(Stored data)

************

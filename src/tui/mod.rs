//! # TUI Adapter
//!
//! The ratatui-specific layer. Handles terminal I/O, renders the UI,
//! and translates keyboard events into `core::action::Action` values.
//!
//! This is the only module that knows about ratatui and crossterm.
//!
//! ## Focus
//!
//! Exactly one pane receives key events at a time: the friend list, the
//! add-friend form or the split-bill form. Opening a form moves focus into
//! it; when the focused form goes away, focus falls back to the list.
//!
//! ## Form Lifetime
//!
//! Form states are owned here, not in `App`. After every update,
//! [`TuiState::sync`] reconciles them with the core flags: the add-friend
//! form exists while `is_add_friend_form_open` holds, and the split-bill form
//! is rebuilt from scratch whenever `selected_friend_id` changes.
//!
//! ## Redraw Strategy
//!
//! Nothing animates, so the loop sleeps up to 500ms waiting for input and only
//! redraws after an event (including terminal resize).

mod component;
pub mod components;
pub mod event;
mod ui;

use log::{debug, info};
use std::io::stdout;
use std::time::Duration;

use crossterm::cursor::SetCursorStyle;
use crossterm::event::{DisableBracketedPaste, EnableBracketedPaste};
use crossterm::execute;

use crate::core::action::{Action, Effect, update};
use crate::core::config::ResolvedConfig;
use crate::core::state::App;
use crate::tui::component::EventHandler;
use crate::tui::components::{
    AddFriendEvent, AddFriendFormState, FriendListEvent, FriendListState, SplitBillEvent,
    SplitBillFormState,
};
use crate::tui::event::{TuiEvent, poll_event_immediate, poll_event_timeout};

/// Which pane receives key events.
#[derive(Debug, Clone, Copy, PartialEq, Eq)]
pub enum Focus {
    FriendList,
    AddFriendForm,
    SplitBillForm,
}

/// TUI-specific presentation state (not part of core business logic)
pub struct TuiState {
    pub focus: Focus,
    pub friend_list: FriendListState,
    /// Present while the add-friend form is open
    pub add_friend_form: Option<AddFriendFormState>,
    /// Present while a friend is selected; keyed by that friend's id
    pub split_bill_form: Option<SplitBillFormState>,
    /// Placeholder image URL for new add-friend forms
    pub avatar_url: String,
}

impl TuiState {
    pub fn new(avatar_url: impl Into<String>) -> Self {
        Self {
            focus: Focus::FriendList,
            friend_list: FriendListState::new(),
            add_friend_form: None,
            split_bill_form: None,
            avatar_url: avatar_url.into(),
        }
    }

    /// Bring form states in line with the core flags after an update.
    pub fn sync(&mut self, app: &App) {
        self.friend_list.follow_growth(app.friends.len());

        match (app.is_add_friend_form_open, self.add_friend_form.is_some()) {
            (true, false) => {
                self.add_friend_form = Some(AddFriendFormState::new(self.avatar_url.clone()));
                self.focus = Focus::AddFriendForm;
            }
            (false, true) => self.add_friend_form = None,
            _ => {}
        }

        match app.selected_friend() {
            Some(friend) => {
                let current = self.split_bill_form.as_ref().map(|form| form.friend_id());
                if current != Some(&friend.id) {
                    debug!("Fresh split form for {}", friend.name);
                    self.split_bill_form = Some(SplitBillFormState::new(friend));
                    self.focus = Focus::SplitBillForm;
                }
            }
            None => self.split_bill_form = None,
        }

        let focus_lost = match self.focus {
            Focus::FriendList => false,
            Focus::AddFriendForm => self.add_friend_form.is_none(),
            Focus::SplitBillForm => self.split_bill_form.is_none(),
        };
        if focus_lost {
            self.focus = Focus::FriendList;
        }
        self.update_focus_props();
    }

    fn update_focus_props(&mut self) {
        if let Some(form) = self.add_friend_form.as_mut() {
            form.focused = self.focus == Focus::AddFriendForm;
        }
        if let Some(form) = self.split_bill_form.as_mut() {
            form.focused = self.focus == Focus::SplitBillForm;
        }
    }

    /// Route one event to the focused pane and apply whatever it asks for.
    pub fn handle_event(&mut self, app: &mut App, event: &TuiEvent) -> Effect {
        // Ctrl+C always quits regardless of focus
        if matches!(event, TuiEvent::ForceQuit) {
            return update(app, Action::Quit);
        }

        let action = match self.focus {
            Focus::FriendList => match self.friend_list.handle_event(event, &app.friends) {
                Some(FriendListEvent::ToggleFriend(id)) => Some(Action::ToggleFriendSelection(id)),
                Some(FriendListEvent::ToggleAddFriend) => Some(Action::ToggleAddFriendForm),
                Some(FriendListEvent::EnterForm) => {
                    if self.split_bill_form.is_some() {
                        self.focus = Focus::SplitBillForm;
                    } else if self.add_friend_form.is_some() {
                        self.focus = Focus::AddFriendForm;
                    }
                    None
                }
                Some(FriendListEvent::Quit) => Some(Action::Quit),
                None => None,
            },
            Focus::AddFriendForm => {
                match self.add_friend_form.as_mut().and_then(|f| f.handle_event(event)) {
                    Some(AddFriendEvent::Submit { name, image_url }) => {
                        Some(Action::RequestAddFriend { name, image_url })
                    }
                    Some(AddFriendEvent::Back) => {
                        self.focus = Focus::FriendList;
                        None
                    }
                    None => None,
                }
            }
            Focus::SplitBillForm => {
                match self.split_bill_form.as_mut().and_then(|f| f.handle_event(event)) {
                    Some(SplitBillEvent::Submit(delta)) => Some(Action::RequestSplitBill(delta)),
                    Some(SplitBillEvent::Back) => {
                        self.focus = Focus::FriendList;
                        None
                    }
                    None => None,
                }
            }
        };

        let effect = match action {
            Some(action) => {
                debug!("Dispatching {:?}", action);
                update(app, action)
            }
            None => Effect::None,
        };
        self.sync(app);
        effect
    }
}

struct TerminalModeGuard;

impl TerminalModeGuard {
    fn new() -> std::io::Result<Self> {
        execute!(
            stdout(),
            EnableBracketedPaste,
            SetCursorStyle::SteadyBlock, // Non-blinking: draw() resets the blink timer
        )?;
        info!("Terminal modes enabled (bracketed paste, steady block cursor)");
        Ok(Self)
    }
}

impl Drop for TerminalModeGuard {
    fn drop(&mut self) {
        let _ = execute!(stdout(), DisableBracketedPaste, SetCursorStyle::DefaultUserShape);
    }
}

pub fn run(config: ResolvedConfig) -> std::io::Result<()> {
    let mut app = App::from_config(&config);
    let mut tui = TuiState::new(config.avatar_url.clone());
    tui.sync(&app);

    let mut terminal = ratatui::init();
    let result = event_loop(&mut terminal, &mut app, &mut tui);
    ratatui::restore();

    info!("Eat-'n-Split shutting down");
    result
}

fn event_loop(
    terminal: &mut ratatui::DefaultTerminal,
    app: &mut App,
    tui: &mut TuiState,
) -> std::io::Result<()> {
    let _terminal_mode_guard = TerminalModeGuard::new()?;
    let mut needs_redraw = true; // Force first frame

    loop {
        if needs_redraw {
            terminal.draw(|f| ui::draw_ui(f, app, tui))?;
            needs_redraw = false;
        }

        let Some(first_event) = poll_event_timeout(Duration::from_millis(500))? else {
            continue;
        };
        needs_redraw = true;

        // Process first event + drain ALL pending events before next draw
        let mut pending = Some(first_event);
        while let Some(event) = pending {
            if !matches!(event, TuiEvent::Resize) && tui.handle_event(app, &event) == Effect::Quit
            {
                return Ok(());
            }
            pending = poll_event_immediate()?;
        }
    }
}

#[cfg(test)]
mod tests {
    use super::*;
    use crate::test_support::test_app;

    const AVATAR: &str = "https://i.pravatar.cc/48";

    fn setup() -> (App, TuiState) {
        (test_app(), TuiState::new(AVATAR))
    }

    fn send(tui: &mut TuiState, app: &mut App, events: &[TuiEvent]) {
        for event in events {
            tui.handle_event(app, event);
        }
    }

    fn type_str(tui: &mut TuiState, app: &mut App, text: &str) {
        for c in text.chars() {
            tui.handle_event(app, &TuiEvent::InputChar(c));
        }
    }

    #[test]
    fn test_selecting_friend_opens_split_form_with_focus() {
        let (mut app, mut tui) = setup();
        send(&mut tui, &mut app, &[TuiEvent::Submit]);

        assert_eq!(app.selected_friend_id, Some(app.friends[0].id.clone()));
        assert_eq!(tui.focus, Focus::SplitBillForm);
        assert!(tui.split_bill_form.as_ref().is_some_and(|f| f.focused));
    }

    #[test]
    fn test_full_split_flow_you_pay() {
        let (mut app, mut tui) = setup();
        // Cursor to Sarah, select
        send(&mut tui, &mut app, &[TuiEvent::CursorDown, TuiEvent::Submit]);
        type_str(&mut tui, &mut app, "100");
        send(&mut tui, &mut app, &[TuiEvent::NextField]);
        type_str(&mut tui, &mut app, "30");
        send(&mut tui, &mut app, &[TuiEvent::Submit]);

        assert_eq!(app.friends[1].balance, 90.0);
        assert!(app.selected_friend_id.is_none());
        assert!(tui.split_bill_form.is_none());
        assert_eq!(tui.focus, Focus::FriendList);
    }

    #[test]
    fn test_incomplete_split_keeps_form_and_input() {
        let (mut app, mut tui) = setup();
        send(&mut tui, &mut app, &[TuiEvent::Submit]);
        type_str(&mut tui, &mut app, "100");
        send(&mut tui, &mut app, &[TuiEvent::Submit]);

        assert_eq!(app.friends[0].balance, -7.0);
        assert!(app.selected_friend_id.is_some());
        let draft = tui.split_bill_form.as_ref().map(|f| f.draft());
        assert_eq!(draft.map(|d| d.bill_total), Some(100.0));
    }

    #[test]
    fn test_switching_friend_resets_split_form() {
        let (mut app, mut tui) = setup();
        send(&mut tui, &mut app, &[TuiEvent::Submit]);
        type_str(&mut tui, &mut app, "100");

        // Back to the list, move to Sarah, select her
        send(
            &mut tui,
            &mut app,
            &[TuiEvent::Escape, TuiEvent::CursorDown, TuiEvent::Submit],
        );

        let form = tui.split_bill_form.as_ref().map(|f| (f.friend_id().clone(), f.draft()));
        let (id, draft) = form.unwrap();
        assert_eq!(id, app.friends[1].id);
        assert_eq!(draft.bill_total, 0.0);
        assert_eq!(draft.your_expense, 0.0);
    }

    #[test]
    fn test_deselect_closes_split_form() {
        let (mut app, mut tui) = setup();
        send(
            &mut tui,
            &mut app,
            &[TuiEvent::Submit, TuiEvent::Escape, TuiEvent::Submit],
        );
        assert!(app.selected_friend_id.is_none());
        assert!(tui.split_bill_form.is_none());
        assert_eq!(tui.focus, Focus::FriendList);
    }

    #[test]
    fn test_add_friend_flow() {
        let (mut app, mut tui) = setup();
        send(&mut tui, &mut app, &[TuiEvent::InputChar('a')]);
        assert!(app.is_add_friend_form_open);
        assert_eq!(tui.focus, Focus::AddFriendForm);

        type_str(&mut tui, &mut app, "Jonas");
        send(&mut tui, &mut app, &[TuiEvent::Submit]);

        assert_eq!(app.friends.len(), 4);
        assert_eq!(app.friends[3].name, "Jonas");
        assert_eq!(app.friends[3].balance, 0.0);
        // Form stays open and is reset
        let form = tui.add_friend_form.as_ref().unwrap();
        assert_eq!(form.name(), "");
        assert_eq!(form.image_url(), AVATAR);
    }

    #[test]
    fn test_add_friend_from_button_keeps_cursor_on_button() {
        let (mut app, mut tui) = setup();
        send(
            &mut tui,
            &mut app,
            &[
                TuiEvent::CursorDown,
                TuiEvent::CursorDown,
                TuiEvent::CursorDown,
                TuiEvent::Submit,
            ],
        );
        assert!(app.is_add_friend_form_open);

        type_str(&mut tui, &mut app, "Jonas");
        send(&mut tui, &mut app, &[TuiEvent::Submit, TuiEvent::Escape]);
        assert_eq!(app.friends.len(), 4);
        assert_eq!(tui.focus, Focus::FriendList);
        assert!(tui.friend_list.on_button(app.friends.len()));

        // Enter hits "Close", not the new friend's row
        send(&mut tui, &mut app, &[TuiEvent::Submit]);
        assert!(!app.is_add_friend_form_open);
        assert!(app.selected_friend_id.is_none());
    }

    #[test]
    fn test_add_friend_from_shortcut_leaves_row_cursor_alone() {
        let (mut app, mut tui) = setup();
        send(&mut tui, &mut app, &[TuiEvent::CursorDown, TuiEvent::InputChar('a')]);
        type_str(&mut tui, &mut app, "Jonas");
        send(&mut tui, &mut app, &[TuiEvent::Submit, TuiEvent::Escape]);

        assert_eq!(tui.friend_list.cursor, 1);
    }

    #[test]
    fn test_add_friend_with_empty_name_is_noop() {
        let (mut app, mut tui) = setup();
        send(
            &mut tui,
            &mut app,
            &[TuiEvent::InputChar('a'), TuiEvent::Submit, TuiEvent::Submit],
        );
        assert_eq!(app.friends.len(), 3);
        assert!(app.is_add_friend_form_open);
    }

    #[test]
    fn test_selecting_friend_closes_add_form() {
        let (mut app, mut tui) = setup();
        send(
            &mut tui,
            &mut app,
            &[TuiEvent::InputChar('a'), TuiEvent::Escape, TuiEvent::Submit],
        );
        assert!(!app.is_add_friend_form_open);
        assert!(tui.add_friend_form.is_none());
        assert_eq!(tui.focus, Focus::SplitBillForm);
    }

    #[test]
    fn test_opening_add_form_clears_selection() {
        let (mut app, mut tui) = setup();
        send(
            &mut tui,
            &mut app,
            &[TuiEvent::Submit, TuiEvent::Escape, TuiEvent::InputChar('a')],
        );
        assert!(app.selected_friend_id.is_none());
        assert!(tui.split_bill_form.is_none());
        assert_eq!(tui.focus, Focus::AddFriendForm);
    }

    #[test]
    fn test_reopened_add_form_is_fresh() {
        let (mut app, mut tui) = setup();
        send(&mut tui, &mut app, &[TuiEvent::InputChar('a')]);
        type_str(&mut tui, &mut app, "Half");
        send(
            &mut tui,
            &mut app,
            &[TuiEvent::Escape, TuiEvent::InputChar('a'), TuiEvent::InputChar('a')],
        );
        assert_eq!(tui.add_friend_form.as_ref().map(|f| f.name()), Some(""));
    }

    #[test]
    fn test_tab_from_list_enters_open_form() {
        let (mut app, mut tui) = setup();
        send(
            &mut tui,
            &mut app,
            &[TuiEvent::Submit, TuiEvent::Escape, TuiEvent::NextField],
        );
        assert_eq!(tui.focus, Focus::SplitBillForm);
    }

    #[test]
    fn test_quit_keys() {
        let (mut app, mut tui) = setup();
        assert_eq!(tui.handle_event(&mut app, &TuiEvent::InputChar('q')), Effect::Quit);

        // Typing q into a form is text, but Ctrl+C still quits
        tui.handle_event(&mut app, &TuiEvent::InputChar('a'));
        assert_eq!(tui.handle_event(&mut app, &TuiEvent::InputChar('q')), Effect::None);
        assert_eq!(tui.handle_event(&mut app, &TuiEvent::ForceQuit), Effect::Quit);
    }
}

************

WORK REQUEST
Set aside each line above that includes the string "DisableBracketedPaste" and report it.

RESULT
use crossterm::event::{DisableBracketedPaste, EnableBracketedPaste};
        let _ = execute!(stdout(), DisableBracketedPaste, SetCursorStyle::DefaultUserShape);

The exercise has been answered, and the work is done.